About this brain age research news
Original Research: Open access.
“Health-related heterogeneity in brain aging and associations with longitudinal change in cognitive function” by Jo Wrigglesworth et al. Frontiers in Aging Neuroscience
Health-related heterogeneity in brain aging and associations with longitudinal change in cognitive function
Introduction: Neuroimaging-based ‘brain age’ can identify individuals with ‘advanced’ or ‘resilient’ brain aging. Brain-predicted age difference (brain-PAD) is predictive of cognitive and physical health outcomes. However, it is unknown how individual health and lifestyle factors may modify the relationship between brain-PAD and future cognitive or functional performance. We aimed to identify health-related subgroups of older individuals with resilient or advanced brain-PAD, and determine if membership in these subgroups is differentially associated with changes in cognition and frailty over three to five years.
Methods: Brain-PAD was predicted from T1-weighted images acquired from 326 community-dwelling older adults (73.8 ± 3.6 years, 42.3% female), recruited from the larger ASPREE (ASPirin in Reducing Events in the Elderly) trial. Participants were grouped as having resilient (n=159) or advanced (n=167) brain-PAD, and latent class analysis (LCA) was performed using a set of cognitive, lifestyle, and health measures. We examined associations of class membership with longitudinal change in cognitive function and frailty deficit accumulation index (FI) using linear mixed models adjusted for age, sex and education.

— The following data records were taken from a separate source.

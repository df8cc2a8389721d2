//! Background access-token renewal
//!
//! A recurring task watches the remaining session lifetime and swaps the
//! tokens through the refresh endpoint shortly before expiry. A failed
//! refresh tears the session down rather than leaving it ambiguous, and
//! the task winds itself down once no session is left.

use std::sync::Arc;
use std::sync::atomic::{AtomicBool, Ordering};
use std::time::Duration;

use async_trait::async_trait;
use chrono::{DateTime, Utc};
use thiserror::Error;
use tokio::task::JoinHandle;
use tokio::time::MissedTickBehavior;
use tracing::{debug, info, warn};

use crate::manager::SessionManager;

#[derive(Debug, Error)]
pub enum RefreshError {
    /// The endpoint rejected the refresh token.
    #[error("Refresh token rejected")]
    Rejected,
    /// The endpoint could not be reached.
    #[error("Refresh transport failure: {0}")]
    Transport(String),
}

/// Payload of a successful refresh call.
#[derive(Debug, Clone)]
pub struct RefreshedTokens {
    pub access_token: String,
    /// Present when the endpoint rotates refresh tokens.
    pub refresh_token: Option<String>,
    pub expires_at: DateTime<Utc>,
}

/// The external token-refresh endpoint.
#[async_trait]
pub trait RefreshClient: Send + Sync {
    async fn refresh(&self, refresh_token: &str) -> Result<RefreshedTokens, RefreshError>;
}

/// Renewal tuning.
#[derive(Debug, Clone)]
pub struct RenewalConfig {
    /// How often the session lifetime is checked.
    pub tick_interval: Duration,
    /// Refresh once the remaining lifetime drops below this.
    pub renew_within: Duration,
}

impl Default for RenewalConfig {
    fn default() -> Self {
        Self {
            tick_interval: Duration::from_secs(5 * 60),
            renew_within: Duration::from_secs(10 * 60),
        }
    }
}

/// One renewal check, shared between the spawned loop and tests.
pub struct RenewalTask {
    manager: Arc<SessionManager>,
    client: Arc<dyn RefreshClient>,
    renew_within: chrono::Duration,
    /// Reentrancy guard: only one refresh call in flight.
    is_renewing: AtomicBool,
}

impl RenewalTask {
    pub fn new(
        manager: Arc<SessionManager>,
        client: Arc<dyn RefreshClient>,
        renew_within: Duration,
    ) -> Self {
        Self {
            manager,
            client,
            renew_within: chrono::Duration::from_std(renew_within)
                .unwrap_or_else(|_| chrono::Duration::minutes(10)),
            is_renewing: AtomicBool::new(false),
        }
    }

    /// Runs one tick. Returns false once the session is gone and the
    /// owning loop should stop.
    ///
    /// Ticks arriving while a refresh is already in flight are no-ops.
    pub async fn tick(&self) -> bool {
        if self
            .is_renewing
            .compare_exchange(false, true, Ordering::SeqCst, Ordering::SeqCst)
            .is_err()
        {
            debug!("refresh already in flight, skipping tick");
            return true;
        }

        let keep_running = self.check_and_renew().await;
        self.is_renewing.store(false, Ordering::SeqCst);
        keep_running
    }

    async fn check_and_renew(&self) -> bool {
        let Some(mut record) = self.manager.read() else {
            debug!("no session, renewal loop winding down");
            return false;
        };

        let remaining = record.time_until_expiry();
        if remaining > self.renew_within {
            return true;
        }

        match self.client.refresh(&record.refresh_token).await {
            Ok(tokens) => {
                record.access_token = tokens.access_token;
                if let Some(rotated) = tokens.refresh_token {
                    record.refresh_token = rotated;
                }
                record.expires_at = tokens.expires_at;
                self.manager.save(&record);
                info!(expires_at = %record.expires_at, "session renewed");
                true
            }
            Err(err) => {
                warn!(%err, "refresh failed, tearing session down");
                self.manager.clear();
                false
            }
        }
    }
}

/// Handle to the spawned renewal loop.
///
/// Owned by the session context; dropping or shutting it down cancels the
/// loop so no timer outlives the session it served.
pub struct RenewalScheduler {
    handle: JoinHandle<()>,
}

impl RenewalScheduler {
    pub fn spawn(
        manager: Arc<SessionManager>,
        client: Arc<dyn RefreshClient>,
        config: RenewalConfig,
    ) -> Self {
        let task = RenewalTask::new(manager, client, config.renew_within);
        let handle = tokio::spawn(async move {
            let mut interval = tokio::time::interval(config.tick_interval);
            interval.set_missed_tick_behavior(MissedTickBehavior::Delay);
            // The first tick of a tokio interval completes immediately;
            // the session was just created or validated, so skip it.
            interval.tick().await;

            loop {
                interval.tick().await;
                if !task.tick().await {
                    break;
                }
            }
        });

        Self { handle }
    }

    pub fn shutdown(&self) {
        self.handle.abort();
    }

    pub fn is_finished(&self) -> bool {
        self.handle.is_finished()
    }
}

impl Drop for RenewalScheduler {
    fn drop(&mut self) {
        self.handle.abort();
    }
}

#[cfg(test)]
mod tests {
    use super::*;
    use crate::record::{SessionRecord, test_profile};
    use crate::store::{CookieStore, StoreStack};
    use chrono::Duration as ChronoDuration;
    use std::sync::atomic::AtomicUsize;
    use tokio::sync::Notify;

    fn manager() -> Arc<SessionManager> {
        Arc::new(SessionManager::new(StoreStack::new(vec![Box::new(
            CookieStore::new(),
        )])))
    }

    fn record_expiring_in(minutes: i64) -> SessionRecord {
        SessionRecord::new(
            test_profile(),
            "old-access",
            "old-refresh",
            Utc::now() + ChronoDuration::minutes(minutes),
        )
    }

    /// Counts calls; optionally parks each call until released.
    struct CountingClient {
        calls: AtomicUsize,
        gate: Option<Arc<Notify>>,
        outcome: fn() -> Result<RefreshedTokens, RefreshError>,
    }

    impl CountingClient {
        fn succeeding() -> Self {
            Self {
                calls: AtomicUsize::new(0),
                gate: None,
                outcome: || {
                    Ok(RefreshedTokens {
                        access_token: "new-access".into(),
                        refresh_token: Some("new-refresh".into()),
                        expires_at: Utc::now() + ChronoDuration::hours(1),
                    })
                },
            }
        }

        fn failing() -> Self {
            Self {
                calls: AtomicUsize::new(0),
                gate: None,
                outcome: || Err(RefreshError::Transport("connection refused".into())),
            }
        }

        fn call_count(&self) -> usize {
            self.calls.load(Ordering::SeqCst)
        }
    }

    #[async_trait]
    impl RefreshClient for CountingClient {
        async fn refresh(&self, _refresh_token: &str) -> Result<RefreshedTokens, RefreshError> {
            self.calls.fetch_add(1, Ordering::SeqCst);
            if let Some(gate) = &self.gate {
                gate.notified().await;
            }
            (self.outcome)()
        }
    }

    #[tokio::test]
    async fn fresh_session_is_left_alone() {
        let manager = manager();
        manager.save(&record_expiring_in(60));

        let client = Arc::new(CountingClient::succeeding());
        let task = RenewalTask::new(manager.clone(), client.clone(), Duration::from_secs(600));

        assert!(task.tick().await);
        assert_eq!(client.call_count(), 0);
        assert_eq!(manager.read().unwrap().access_token, "old-access");
    }

    #[tokio::test]
    async fn near_expiry_session_is_renewed_in_place() {
        let manager = manager();
        manager.save(&record_expiring_in(5));

        let client = Arc::new(CountingClient::succeeding());
        let task = RenewalTask::new(manager.clone(), client.clone(), Duration::from_secs(600));

        assert!(task.tick().await);
        assert_eq!(client.call_count(), 1);

        let record = manager.read().unwrap();
        assert_eq!(record.access_token, "new-access");
        assert_eq!(record.refresh_token, "new-refresh");
        assert!(record.time_until_expiry() > ChronoDuration::minutes(50));
    }

    #[tokio::test]
    async fn failed_refresh_tears_the_session_down() {
        let manager = manager();
        manager.save(&record_expiring_in(5));

        let client = Arc::new(CountingClient::failing());
        let task = RenewalTask::new(manager.clone(), client.clone(), Duration::from_secs(600));

        assert!(!task.tick().await);
        assert_eq!(client.call_count(), 1);
        assert_eq!(manager.read(), None);
    }

    #[tokio::test]
    async fn no_session_stops_the_loop_without_calling_out() {
        let manager = manager();
        let client = Arc::new(CountingClient::succeeding());
        let task = RenewalTask::new(manager, client.clone(), Duration::from_secs(600));

        assert!(!task.tick().await);
        assert_eq!(client.call_count(), 0);
    }

    #[tokio::test]
    async fn overlapping_ticks_issue_a_single_refresh() {
        let manager = manager();
        manager.save(&record_expiring_in(5));

        let gate = Arc::new(Notify::new());
        let client = Arc::new(CountingClient {
            gate: Some(gate.clone()),
            ..CountingClient::succeeding()
        });
        let task = Arc::new(RenewalTask::new(
            manager.clone(),
            client.clone(),
            Duration::from_secs(600),
        ));

        let first = tokio::spawn({
            let task = task.clone();
            async move { task.tick().await }
        });
        // Let the first tick reach the parked refresh call
        tokio::task::yield_now().await;
        assert_eq!(client.call_count(), 1);

        // A tick firing mid-refresh is a no-op
        assert!(task.tick().await);
        assert_eq!(client.call_count(), 1);

        gate.notify_one();
        assert!(first.await.unwrap());
        assert_eq!(client.call_count(), 1);
        assert_eq!(manager.read().unwrap().access_token, "new-access");
    }

    #[tokio::test(start_paused = true)]
    async fn scheduler_ticks_on_its_interval_and_can_be_shut_down() {
        let manager = manager();
        manager.save(&record_expiring_in(5));

        let client = Arc::new(CountingClient::succeeding());
        let scheduler = RenewalScheduler::spawn(
            manager.clone(),
            client.clone(),
            RenewalConfig {
                tick_interval: Duration::from_secs(300),
                renew_within: Duration::from_secs(600),
            },
        );

        // Nothing before the first interval elapses
        tokio::task::yield_now().await;
        assert_eq!(client.call_count(), 0);

        tokio::time::sleep(Duration::from_secs(301)).await;
        assert_eq!(client.call_count(), 1);

        scheduler.shutdown();
        tokio::time::sleep(Duration::from_secs(600)).await;
        assert_eq!(client.call_count(), 1);
    }
}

Results: Subgroups of resilient and advanced brain aging were comparable in all characteristics before LCA. Two typically similar latent classes were identified for both subgroups of brain agers: class 1 were characterized by low prevalence of obesity and better physical health and class 2 by poor cardiometabolic, physical and cognitive health. Among resilient brain agers, class 1 was associated with a decrease in cognition, and class 2 with an increase over 5 years, though was a small effect that was equivalent to a 0.04 standard deviation difference per year. No significant class distinctions were evident with FI. For advanced brain agers, there was no evidence of an association between class membership and changes in cognition or FI.
Conclusion: These results demonstrate that the relationship between brain age and cognitive trajectories may be influenced by other health-related factors. In particular, people with age-resilient brains had different trajectories of cognitive change depending on their cognitive and physical health status at baseline. Future predictive models of aging outcomes will likely be aided by considering the mediating or synergistic influence of multiple lifestyle and health indices alongside brain age.